#### Source information

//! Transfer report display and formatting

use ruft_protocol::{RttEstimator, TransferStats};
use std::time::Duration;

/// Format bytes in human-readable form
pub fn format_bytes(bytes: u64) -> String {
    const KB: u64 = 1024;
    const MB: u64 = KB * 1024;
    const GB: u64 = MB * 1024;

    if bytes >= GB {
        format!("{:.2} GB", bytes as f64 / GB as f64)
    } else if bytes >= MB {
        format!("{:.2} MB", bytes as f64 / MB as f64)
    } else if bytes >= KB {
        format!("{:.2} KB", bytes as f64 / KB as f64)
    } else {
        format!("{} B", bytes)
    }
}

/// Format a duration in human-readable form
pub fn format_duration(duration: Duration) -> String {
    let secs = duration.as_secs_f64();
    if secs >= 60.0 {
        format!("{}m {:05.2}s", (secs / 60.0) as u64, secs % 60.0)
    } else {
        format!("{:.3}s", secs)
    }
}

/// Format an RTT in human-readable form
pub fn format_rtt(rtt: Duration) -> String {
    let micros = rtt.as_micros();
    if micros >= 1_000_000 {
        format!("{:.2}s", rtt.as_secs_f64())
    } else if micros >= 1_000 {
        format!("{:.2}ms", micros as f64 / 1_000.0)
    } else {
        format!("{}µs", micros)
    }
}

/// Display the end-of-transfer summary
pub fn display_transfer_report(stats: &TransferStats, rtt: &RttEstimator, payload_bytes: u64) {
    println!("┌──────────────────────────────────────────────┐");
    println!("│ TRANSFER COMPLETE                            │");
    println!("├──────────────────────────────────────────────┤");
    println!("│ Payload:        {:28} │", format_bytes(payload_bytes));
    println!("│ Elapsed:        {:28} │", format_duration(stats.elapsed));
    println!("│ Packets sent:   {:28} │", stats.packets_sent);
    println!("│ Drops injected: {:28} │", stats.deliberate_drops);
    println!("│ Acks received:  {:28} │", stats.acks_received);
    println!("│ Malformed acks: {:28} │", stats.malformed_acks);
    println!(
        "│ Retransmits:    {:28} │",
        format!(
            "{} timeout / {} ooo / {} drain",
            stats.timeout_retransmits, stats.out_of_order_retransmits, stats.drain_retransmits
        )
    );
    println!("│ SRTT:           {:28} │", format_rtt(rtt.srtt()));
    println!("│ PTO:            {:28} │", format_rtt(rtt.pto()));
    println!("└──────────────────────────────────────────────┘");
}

########

Try it: How many lines in the listing contain the word "TransferStats"? Answer with the count and nothing else.

Finished task: 2